La norma “garantiza el derecho a la protesta pacífica y la huelga de los funcionarios y trabajadores formales del sector público sin requisito previo alguno”

El título es larguísimo, pero puede resumirse en algo muy sencillo: la protección a los empleados públicos que se rebelen contra el mandatario Nicolás Maduro.

La Asamblea Nacional sancionó este martes la Ley de Garantías para Funcionarios y Trabajadores del Sector Público y Sectores Sociales que participen en el Restablecimiento de la Democracia.

La norma tiene siete artículos, una disposición derogatoria, tres disposiciones transitorias y una disposición final. Incluye la creación de un órgano especial que se ocupará de la recepción, sustanciación y decisión de los casos denunciados, así como también la instalación de una comisión tripartita.

El artículo 2 establece que la ley “tiene por objeto garantizar la protección del
ejercicio pleno de los derechos civiles, políticos y Derechos Humanos
laborales de los funcionarios y demás trabajadores del sector público, que
hayan participado públicamente en la defensa de la Constitución y la
restitución de la democracia”.

El artículo 3 ratifica que la norma es “para todos los funcionarios y trabajadores formales del sector público cuya relación laboral haya sido objeto de sanciones que
conllevaron al desmejoramiento o cese de sus condiciones laborales, en
virtud de actos de retaliación política, intimidación, descalificación,
amenazas o ataques, detenciones arbitrarias o cualquier otro acto
discriminatorio contra trabajadores y defensores de los derechos humanos,
políticos y sociales”.

El artículo 5 “garantiza el derecho a la protesta pacífica y la huelga de los funcionarios y trabajadores formales del sector público sin requisito previo alguno y en todo el territorio nacional, por lo cual no podrán ser víctimas de criminalización de su ejercicio por razones de opinión y accionar político en defensa de la Constitución, la Democracia y el cese del régimen usurpador”.
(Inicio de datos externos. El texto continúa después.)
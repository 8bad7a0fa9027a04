use std::io::{self, Write};

use screener_core::{
    AppViewModel, FileBodyView, FilePhase, RubricListsView, StatusKind, StatusLine,
};

/// Incremental terminal renderer.
///
/// Prints only what changed since the last view, so streamed partial
/// fragments append to the current line instead of redrawing the screen.
pub struct Renderer {
    status: Option<StatusLine>,
    rubric_status: Option<StatusLine>,
    files: Vec<FileTrace>,
    download_link: Option<String>,
    line_open: bool,
}

struct FileTrace {
    phase: FilePhase,
    printed_log_bytes: usize,
    outcome_printed: bool,
}

impl Default for FileTrace {
    fn default() -> Self {
        Self {
            phase: FilePhase::Starting,
            printed_log_bytes: 0,
            outcome_printed: false,
        }
    }
}

impl Renderer {
    pub fn new() -> Self {
        Self {
            status: None,
            rubric_status: None,
            files: Vec::new(),
            download_link: None,
            line_open: false,
        }
    }

    pub fn render(&mut self, view: &AppViewModel) -> io::Result<()> {
        let mut out = io::stdout().lock();

        if view.status != self.status {
            if let Some(line) = &view.status {
                close_line(&mut self.line_open, &mut out)?;
                writeln!(out, "{}", format_status(line))?;
            }
            self.status = view.status.clone();
        }
        if view.rubric_status != self.rubric_status {
            if let Some(line) = &view.rubric_status {
                close_line(&mut self.line_open, &mut out)?;
                writeln!(out, "{}", format_status(line))?;
            }
            self.rubric_status = view.rubric_status.clone();
        }

        if view.files.len() < self.files.len() {
            // A new submission cleared the results.
            self.files.clear();
        }

        for (idx, row) in view.files.iter().enumerate() {
            if idx == self.files.len() {
                close_line(&mut self.line_open, &mut out)?;
                writeln!(out, "=== {} ===", row.filename)?;
                writeln!(out, "{}", FilePhase::Starting.label())?;
                self.files.push(FileTrace::default());
            }
            let trace = &mut self.files[idx];
            match &row.body {
                FileBodyView::InProgress { phase, log } => {
                    if *phase != trace.phase {
                        close_line(&mut self.line_open, &mut out)?;
                        writeln!(out, "{}", phase.label())?;
                        trace.phase = *phase;
                    }
                    if log.len() > trace.printed_log_bytes {
                        write!(out, "{}", &log[trace.printed_log_bytes..])?;
                        out.flush()?;
                        trace.printed_log_bytes = log.len();
                        self.line_open = !log.ends_with('\n');
                    }
                }
                FileBodyView::Verdict { verdict, reasons } => {
                    if !trace.outcome_printed {
                        close_line(&mut self.line_open, &mut out)?;
                        writeln!(out, "Verdict: {verdict}")?;
                        for reason in reasons {
                            writeln!(out, "  - {reason}")?;
                        }
                        trace.outcome_printed = true;
                    }
                }
                FileBodyView::Error(message) => {
                    if !trace.outcome_printed {
                        close_line(&mut self.line_open, &mut out)?;
                        writeln!(out, "error: {message}")?;
                        trace.outcome_printed = true;
                    }
                }
            }
        }

        if view.download_link != self.download_link {
            if let Some(link) = &view.download_link {
                close_line(&mut self.line_open, &mut out)?;
                writeln!(out, "Report available: {link}")?;
            }
            self.download_link = view.download_link.clone();
        }

        Ok(())
    }

    /// Prints both rubric lists in full, the way the page renders them.
    pub fn render_rubric_lists(&mut self, view: &AppViewModel) -> io::Result<()> {
        let mut out = io::stdout().lock();
        close_line(&mut self.line_open, &mut out)?;

        match &view.rubric_lists {
            RubricListsView::Loading => writeln!(out, "Loading rubrics..."),
            RubricListsView::Failed(message) => writeln!(out, "[error] {message}"),
            RubricListsView::Loaded { options, saved } => {
                writeln!(out, "Available rubrics:")?;
                if options.is_empty() {
                    writeln!(out, "  No rubrics available")?;
                } else {
                    for option in options {
                        writeln!(out, "  {}  ({})", option.label, option.id)?;
                    }
                }
                writeln!(out, "Uploaded rubrics:")?;
                if saved.is_empty() {
                    writeln!(out, "  No rubrics uploaded yet")?;
                } else {
                    for name in saved {
                        writeln!(out, "  {name}")?;
                    }
                }
                Ok(())
            }
        }
    }
}

fn close_line(line_open: &mut bool, out: &mut impl Write) -> io::Result<()> {
    if *line_open {
        writeln!(out)?;
        *line_open = false;
    }
    Ok(())
}

fn format_status(line: &StatusLine) -> String {
    let tag = match line.kind {
        StatusKind::Info => "info",
        StatusKind::Success => "ok",
        StatusKind::Error => "error",
    };
    format!("[{tag}] {}", line.text)
}
use screener_core::{update, AppState, Msg, StatusKind, TICK_INTERVAL_MS};

const FIVE_SECONDS_OF_TICKS: u32 = (5_000 / TICK_INTERVAL_MS) as u32;

fn tick_times(mut state: AppState, count: u32) -> AppState {
    for _ in 0..count {
        let (next, effects) = update(state, Msg::Tick);
        assert!(effects.is_empty());
        state = next;
    }
    state
}

#[test]
fn success_status_clears_after_five_seconds_of_ticks() {
    let (state, _) = update(AppState::new(), Msg::StreamCompleted);
    assert_eq!(
        state.view().status.expect("status line").kind,
        StatusKind::Success
    );

    let state = tick_times(state, FIVE_SECONDS_OF_TICKS - 1);
    assert!(state.view().status.is_some());

    let mut state = tick_times(state, 1);
    assert_eq!(state.view().status, None);
    assert!(state.consume_dirty());
}

#[test]
fn error_status_persists_through_ticks() {
    let (state, _) = update(
        AppState::new(),
        Msg::StreamFailed("connection reset".to_string()),
    );
    let state = tick_times(state, FIVE_SECONDS_OF_TICKS * 3);

    let status = state.view().status.expect("status line");
    assert_eq!(status.kind, StatusKind::Error);
    assert_eq!(status.text, "Error: connection reset");
}

#[test]
fn rubric_success_status_also_expires() {
    let (state, _) = update(
        AppState::new(),
        Msg::RubricNameChanged("pafiast".to_string()),
    );
    let (state, _) = update(state, Msg::RubricFileChosen("ad.pdf".into()));
    let (state, _) = update(state, Msg::RubricSubmitted);
    let (state, _) = update(
        state,
        Msg::RubricUploadCompleted {
            accepted: true,
            status: "Rubrics saved".to_string(),
        },
    );

    let state = tick_times(state, FIVE_SECONDS_OF_TICKS);
    assert_eq!(state.view().rubric_status, None);
}
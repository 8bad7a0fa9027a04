use std::path::PathBuf;

/// IO requests returned by `update`; the shell executes them.
#[derive(Debug, Clone, PartialEq, Eq)]
pub enum Effect {
    /// Fetch both rubric lists concurrently (all-or-nothing).
    LoadRubricLists,
    /// Upload the resume batch and consume the evaluation stream.
    SubmitResumes {
        rubric_names: Vec<String>,
        files: Vec<PathBuf>,
    },
    /// Upload one rubric advertisement under the given name.
    UploadRubric { name: String, file: PathBuf },
}
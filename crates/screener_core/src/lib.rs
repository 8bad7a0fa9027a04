//! Screener core: pure UI state machine and view-model helpers.
mod effect;
mod msg;
mod rubric;
mod state;
mod update;
mod view_model;

pub use effect::Effect;
pub use msg::{Msg, RecordStatus, StreamRecord};
pub use rubric::{format_rubric_label, RubricOption};
pub use state::{AppState, FilePhase, StatusKind, View, TICK_INTERVAL_MS};
pub use update::update;
pub use view_model::{
    file_info_label, AppViewModel, FileBodyView, FileRowView, RubricListsView, StatusLine,
};
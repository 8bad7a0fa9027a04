use std::sync::{Arc, Mutex};

use pretty_assertions::assert_eq;
use screener_client::{
    ClientSettings, EventRecord, FailureKind, HttpScreeningApi, RecordSink, ScreeningApi,
};
use wiremock::matchers::{method, path};
use wiremock::{Mock, MockServer, ResponseTemplate};

#[derive(Default)]
struct TestSink {
    records: Arc<Mutex<Vec<EventRecord>>>,
}

impl TestSink {
    fn new() -> Self {
        Self::default()
    }

    fn take(&self) -> Vec<EventRecord> {
        self.records.lock().unwrap().drain(..).collect()
    }
}

impl RecordSink for TestSink {
    fn emit(&self, record: EventRecord) {
        self.records.lock().unwrap().push(record);
    }
}

fn api_for(server: &MockServer) -> HttpScreeningApi {
    HttpScreeningApi::new(ClientSettings {
        base_url: server.uri(),
        ..ClientSettings::default()
    })
}

fn fake_resume(dir: &std::path::Path, name: &str) -> std::path::PathBuf {
    let path = dir.join(name);
    std::fs::write(&path, b"%PDF-1.4 fake resume").unwrap();
    path
}

#[tokio::test]
async fn evaluation_stream_yields_records_in_order() {
    let server = MockServer::start().await;
    let body = concat!(
        "data: {\"filename\": \"cv.pdf\", \"status\": \"start\"}\n\n",
        "data: {\"filename\": \"cv.pdf\", \"partial\": \"Good fit\"}\n\n",
        "data: {\"filename\": \"cv.pdf\", \"verdict\": \"Accepted\", \"reasons\": []}\n\n",
        "data: {\"download_link\": \"/resume/download-report/r.xlsx\"}\n\n",
        "event: end\ndata: done\n\n",
    );
    Mock::given(method("POST"))
        .and(path("/resume/langchain-stream"))
        .respond_with(ResponseTemplate::new(200).set_body_raw(body, "text/event-stream"))
        .mount(&server)
        .await;

    let dir = tempfile::tempdir().unwrap();
    let cv = fake_resume(dir.path(), "cv.pdf");

    let api = api_for(&server);
    let sink = TestSink::new();
    api.evaluate_resumes(&["PAFIAST_School_of_Engineering".to_string()], &[cv], &sink)
        .await
        .expect("stream ok");

    let records = sink.take();
    assert_eq!(records.len(), 4);
    assert_eq!(records[0].filename.as_deref(), Some("cv.pdf"));
    assert_eq!(records[0].status.as_deref(), Some("start"));
    assert_eq!(records[1].partial.as_deref(), Some("Good fit"));
    assert_eq!(records[2].verdict.as_deref(), Some("Accepted"));
    assert_eq!(records[2].reasons, Some(Vec::new()));
    assert_eq!(
        records[3].download_link.as_deref(),
        Some("/resume/download-report/r.xlsx")
    );
}

#[tokio::test]
async fn at_most_ten_resumes_are_submitted() {
    let server = MockServer::start().await;
    Mock::given(method("POST"))
        .and(path("/resume/langchain-stream"))
        .respond_with(ResponseTemplate::new(200).set_body_raw("", "text/event-stream"))
        .mount(&server)
        .await;

    let dir = tempfile::tempdir().unwrap();
    let files: Vec<_> = (0..12)
        .map(|i| fake_resume(dir.path(), &format!("cv{i:02}.pdf")))
        .collect();

    let api = api_for(&server);
    let sink = TestSink::new();
    api.evaluate_resumes(
        &["A_One".to_string(), "B_Two".to_string()],
        &files,
        &sink,
    )
    .await
    .expect("submit ok");

    let requests = server.received_requests().await.expect("recording enabled");
    assert_eq!(requests.len(), 1);
    let body = String::from_utf8_lossy(&requests[0].body);

    assert_eq!(body.matches("name=\"resumes\"").count(), 10);
    assert_eq!(body.matches("name=\"rubric_names[]\"").count(), 2);
    // Rubric order in the body follows selection order.
    assert!(body.find("A_One").unwrap() < body.find("B_Two").unwrap());
    // Files 11 and 12 never leave the machine.
    assert!(body.contains("cv00.pdf") && body.contains("cv09.pdf"));
    assert!(!body.contains("cv10.pdf") && !body.contains("cv11.pdf"));
}

#[tokio::test]
async fn non_success_status_means_streaming_unavailable() {
    let server = MockServer::start().await;
    Mock::given(method("POST"))
        .and(path("/resume/langchain-stream"))
        .respond_with(ResponseTemplate::new(500))
        .mount(&server)
        .await;

    let dir = tempfile::tempdir().unwrap();
    let cv = fake_resume(dir.path(), "cv.pdf");

    let api = api_for(&server);
    let sink = TestSink::new();
    let err = api
        .evaluate_resumes(&["A_One".to_string()], &[cv], &sink)
        .await
        .unwrap_err();

    assert_eq!(
        err.kind,
        FailureKind::StreamingUnavailable { status: Some(500) }
    );
    assert!(sink.take().is_empty());
}

#[tokio::test]
async fn unreadable_resume_fails_before_any_request() {
    let server = MockServer::start().await;
    let api = api_for(&server);
    let sink = TestSink::new();

    let err = api
        .evaluate_resumes(
            &["A_One".to_string()],
            &["does-not-exist.pdf".into()],
            &sink,
        )
        .await
        .unwrap_err();

    assert!(matches!(err.kind, FailureKind::FileRead { .. }));
    assert!(server
        .received_requests()
        .await
        .expect("recording enabled")
        .is_empty());
}
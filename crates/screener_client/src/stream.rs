use client_logging::{client_debug, client_warn};
use encoding_rs::{CoderResult, Decoder, UTF_8};

use crate::types::EventRecord;

const RECORD_DELIMITER: &str = "\n\n";
const DATA_PREFIX: &str = "data: ";

/// A complete `data:` payload that was not valid record JSON.
#[derive(Debug, thiserror::Error)]
#[error("malformed record payload: {0}")]
pub struct RecordParseError(#[from] serde_json::Error);

/// Incremental decoder for the `data: <json>\n\n` evaluation stream.
///
/// Bytes arrive in arbitrary-sized chunks with no alignment to record or
/// character boundaries. Decode state carries over between chunks, so a
/// multi-byte character split across chunks comes out intact, and the buffer
/// only ever holds the suffix after the last complete delimiter.
pub struct RecordDecoder {
    decoder: Decoder,
    buffer: String,
}

impl RecordDecoder {
    pub fn new() -> Self {
        Self {
            decoder: UTF_8.new_decoder(),
            buffer: String::new(),
        }
    }

    /// Feeds one chunk of bytes, returning the records it completed in order.
    pub fn push(&mut self, chunk: &[u8]) -> Vec<EventRecord> {
        self.decode(chunk, false);
        self.drain_complete_records()
    }

    /// Signals end of stream.
    ///
    /// Records completed by the final decoder flush are returned; an
    /// unterminated trailing fragment is dropped.
    pub fn finish(mut self) -> Vec<EventRecord> {
        self.decode(&[], true);
        let records = self.drain_complete_records();
        if !self.buffer.is_empty() {
            client_debug!(
                "dropping {} bytes of unterminated stream tail",
                self.buffer.len()
            );
        }
        records
    }

    fn decode(&mut self, chunk: &[u8], last: bool) {
        let mut input = chunk;
        loop {
            let needed = self
                .decoder
                .max_utf8_buffer_length(input.len())
                .unwrap_or(input.len() + 16);
            self.buffer.reserve(needed);
            let (result, read, _) = self.decoder.decode_to_string(input, &mut self.buffer, last);
            input = &input[read..];
            if matches!(result, CoderResult::InputEmpty) {
                break;
            }
        }
    }

    fn drain_complete_records(&mut self) -> Vec<EventRecord> {
        let mut records = Vec::new();
        while let Some(pos) = self.buffer.find(RECORD_DELIMITER) {
            let segment: String = self
                .buffer
                .drain(..pos + RECORD_DELIMITER.len())
                .collect();
            match parse_record_segment(&segment[..pos]) {
                Some(Ok(record)) => records.push(record),
                // One bad record must not abort the batch.
                Some(Err(err)) => client_warn!("skipping stream record: {err}"),
                None => {}
            }
        }
        records
    }
}

impl Default for RecordDecoder {
    fn default() -> Self {
        Self::new()
    }
}

/// Parses one complete segment between record delimiters.
///
/// Segments without the `data: ` prefix (comments, keep-alives, `event:`
/// framing) and empty payloads yield `None`.
pub fn parse_record_segment(segment: &str) -> Option<Result<EventRecord, RecordParseError>> {
    let payload = segment.strip_prefix(DATA_PREFIX)?.trim();
    if payload.is_empty() {
        return None;
    }
    Some(serde_json::from_str(payload).map_err(RecordParseError::from))
}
El artículo 7 preserva “los Derechos Humanos laborales de los trabajadores de los medios de comunicación que sean perseguidos, acosados, detenidos y reprimidos por transmitir huelgas, paros, acciones y movilizaciones, llamados públicos, o transmisiones realizadas con el objeto de lograr el cese de la usurpación. En efecto, serán nulas las acciones ejercidas por parte de los directivos u otras autoridades de medios de comunicación e información, tanto pública como privada, en contra de sus
trabajadores, por divulgar información vinculada con los actos antes mencionados”.